Later, fans were treated to a traditional sword dance (known as Ardah), followed by a display of flags of all the participating nations and a mashup of previous World Cup songs, including Shakira's Waka Waka and K'naan's Wavin Flag

In the final musical performance, Jung Kook, member of South Korean boyband BTS, performed his new song Dreamers, as he was joined by Qatari singer Fahad al-Kubaisi. 

The football, however, lacked such stardust. 

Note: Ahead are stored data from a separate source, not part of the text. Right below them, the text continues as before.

#[cfg(test)]
mod tests {
    use super::*;
    use crate::ast::{ContainsWord, PredicateKind};
    use crate::cache::ParseCache;
    use crate::error::ErrorKind;
    use pretty_assertions::assert_eq;
    use sona_protocol::{Dialect, Vocabulary, Word};

    fn parse(text: &str) -> ParseResult<Sentence> {
        let vocabulary = Vocabulary::builtin();
        let mut cache = ParseCache::new();
        let mut ctx = Context {
            lexicon: &vocabulary,
            dialect: Dialect::default(),
            cache: &mut cache,
        };
        parse_sentence(&mut ctx, text, text)
    }

    fn simple(sentence: &Sentence) -> &SimpleSentence {
        sentence.as_simple().expect("Expected a simple sentence")
    }

    #[test]
    fn test_head_vocative_before_sentence() {
        let sentence = parse("jan Sonja o, mi li moku.").unwrap();
        let simple = simple(&sentence);

        assert_eq!(simple.head_vocatives().len(), 1);
        assert_eq!(simple.head_vocatives()[0].to_string(), "jan Sonja");
        assert_eq!(simple.subject().unwrap().to_string(), "mi");
        assert_eq!(simple.mood(), Mood::Declarative);
    }

    #[test]
    fn test_double_o_gets_placeholder_subject() {
        let sentence = parse("jan Mato o o moku!").unwrap();
        let simple = simple(&sentence);

        assert_eq!(simple.head_vocatives()[0].to_string(), "jan Mato");
        assert_eq!(simple.subject().unwrap().to_string(), "jan Sanwan");
        assert!(simple.has_placeholder_subject());
        assert_eq!(simple.predicates()[0].particle(), Particle::O);
        assert_eq!(simple.mood(), Mood::Imperative);
        assert_eq!(sentence.to_string(), "jan Mato o o moku!");
        assert_eq!(parse(&sentence.to_string()).unwrap(), sentence);
    }

    #[test]
    fn test_double_o_without_command_is_vocative() {
        match parse("jan Mato o o!").unwrap() {
            Sentence::Vocative { addressee, punctuation } => {
                assert_eq!(addressee.to_string(), "jan Mato");
                assert_eq!(punctuation, Some(Punctuation::Exclamation));
            }
            other => panic!("Expected a vocative, got {:?}", other),
        }
        assert!(matches!(parse("jan o soweli o o!"), Err(ParseError::EmptySpan { .. })));
    }

    #[test]
    fn test_vocative_renders_before_conjunction() {
        let sentence = parse("jan Sonja o taso mi li moku.").unwrap();
        let simple = simple(&sentence);

        assert_eq!(simple.conjunction(), Some(Particle::Taso));
        assert_eq!(simple.head_vocatives()[0].to_string(), "jan Sonja");
        assert_eq!(sentence.to_string(), "jan Sonja o taso mi li moku.");
        assert_eq!(parse(&sentence.to_string()).unwrap(), sentence);
    }

    #[test]
    fn test_hortative() {
        let sentence = parse("o mi mute li moku.").unwrap();
        let simple = simple(&sentence);

        assert_eq!(simple.mood(), Mood::Hortative);
        assert_eq!(simple.subject().unwrap().to_string(), "mi mute");
        assert_eq!(sentence.to_string(), "o mi mute li moku.");
    }

    #[test]
    fn test_conjunction_and_tag_question() {
        let sentence = parse("taso sina li pona anu seme?").unwrap();
        let simple = simple(&sentence);

        assert_eq!(simple.conjunction(), Some(Particle::Taso));
        assert!(simple.is_tag_question());
        assert_eq!(simple.punctuation(), Some(Punctuation::Question));
        assert_eq!(sentence.to_string(), "taso sina li pona anu seme?");
    }

    #[test]
    fn test_context_fragments_keep_source_order() {
        let sentence = parse("tenpo pini la ~lon tomo la mi li lape.").unwrap();
        let simple = simple(&sentence);

        assert_eq!(simple.la_fragments().len(), 2);
        assert!(matches!(simple.la_fragments()[0], LaFragment::Chain(_)));
        assert!(matches!(simple.la_fragments()[1], LaFragment::Prepositional(_)));
        assert_eq!(sentence.to_string(), "tenpo pini la ~lon tomo la mi li lape.");
    }

    #[test]
    fn test_fragment_attaches_to_nearest_precondition() {
        let sentence = parse("tenpo ni la sina li kama la mi li pona.").unwrap();
        let conditional = sentence.as_conditional().unwrap();

        let precondition = simple(&conditional.preconditions()[0]);
        assert_eq!(precondition.la_fragments().len(), 1);
        assert!(simple(conditional.conclusion()).la_fragments().is_empty());
    }

    #[test]
    fn test_fragment_sentence() {
        let sentence = parse("tenpo pini la.").unwrap();
        match sentence {
            Sentence::Fragment { fragment, punctuation } => {
                assert_eq!(fragment.to_string(), "tenpo pini");
                assert_eq!(punctuation, Some(Punctuation::Period));
            }
            other => panic!("Expected a fragment, got {:?}", other),
        }
    }

    #[test]
    fn test_vocative_and_exclamation() {
        assert!(matches!(parse("jan pona o!").unwrap(), Sentence::Vocative { .. }));
        assert!(matches!(parse("pona a!").unwrap(), Sentence::Exclamation { .. }));
        assert!(matches!(parse("a").unwrap(), Sentence::Exclamation { .. }));
    }

    #[test]
    fn test_quotes_and_commas_are_dropped() {
        let sentence = parse("«jan li moku, li lape.»").unwrap();
        let simple = simple(&sentence);

        assert_eq!(simple.predicates().len(), 2);
        assert_eq!(simple.punctuation(), Some(Punctuation::Period));
    }

    #[test]
    fn test_comment_is_verbatim() {
        let sentence = parse("/// jan li li moku").unwrap();
        assert_eq!(sentence, Sentence::Comment { text: "/// jan li li moku".into() });
        assert!(sentence.words().is_empty());
    }

    #[test]
    fn test_pronoun_subject_without_li() {
        let sentence = parse("mi moku e kili.").unwrap();
        let simple = simple(&sentence);

        assert_eq!(simple.subject().unwrap().to_string(), "mi");
        assert!(simple.predicates()[0].is_transitive());
        assert!(sentence.contains(&Word::from("kili")));
    }

    #[test]
    fn test_numbered_pronoun_keeps_fragment_reading() {
        let sentence = parse("mi mute la ona li pona.").unwrap();
        assert_eq!(simple(&sentence).la_fragments().len(), 1);
    }

    #[test]
    fn test_pi_predicate() {
        let sentence = parse("ona li pi jan pona.").unwrap();
        assert!(matches!(simple(&sentence).predicates()[0].kind(), PredicateKind::Pi(_)));
    }

    #[test]
    fn test_error_kinds() {
        let cases = [
            ("", ErrorKind::Argument),
            (" jan li moku", ErrorKind::Argument),
            ("li moku", ErrorKind::Argument),
            ("jan li e moku.", ErrorKind::Syntax),
            ("jan li.", ErrorKind::Syntax),
            ("jan e e moku.", ErrorKind::Grammar),
            ("jan pona.", ErrorKind::Grammar),
            ("jan li moku. mi li lape", ErrorKind::Grammar),
            ("jan li moku e ~tawa ma.", ErrorKind::Grammar),
            ("jan o li moku.", ErrorKind::Syntax),
            ("jan o, li moku.", ErrorKind::Syntax),
        ];

        for (text, kind) in cases {
            let err = parse(text).expect_err(text);
            assert_eq!(err.kind(), kind, "'{}': {}", text, err);
        }
    }
}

Hosts Qatar were comfortably beaten by Ecuador 2-0, thanks to two first-half goals by former West Ham and Everton forward Enner Valencia. Many seats remained empty after half time, and a flat second half prompted further walkouts before full time.

'Celebrate diversity'

Qatar's Emir Tamim bin Hamad Al Thani had received a deafening reaction from the fans when he paid homage to the diversity in attendance at the opening ceremony.

"How beautiful it is for people to put aside what divides them in order to celebrate their diversity," he said. "Let this tournament be full of inspiring days of goodness and hope, and welcome everyone to the world in Doha."

Earlier during the ceremony, the Qatari emir signed a football shirt with his father, the former Emir Hamad bin Khalifa, who was ruler when the gas-rich nation won the right to host the World Cup in 2010. 

Several Middle Eastern leaders were also in attendance, including King Abdullah of JordanSaudi Arabia's Crown Prince Mohammed bin Salman, Egyptian President Abdel Fattah el-Sisi, Algerian President Abdelmadjid Tebboune, Palestinian President Mahmoud Abbas and Turkey's President Recep Tayyip Erdogan. 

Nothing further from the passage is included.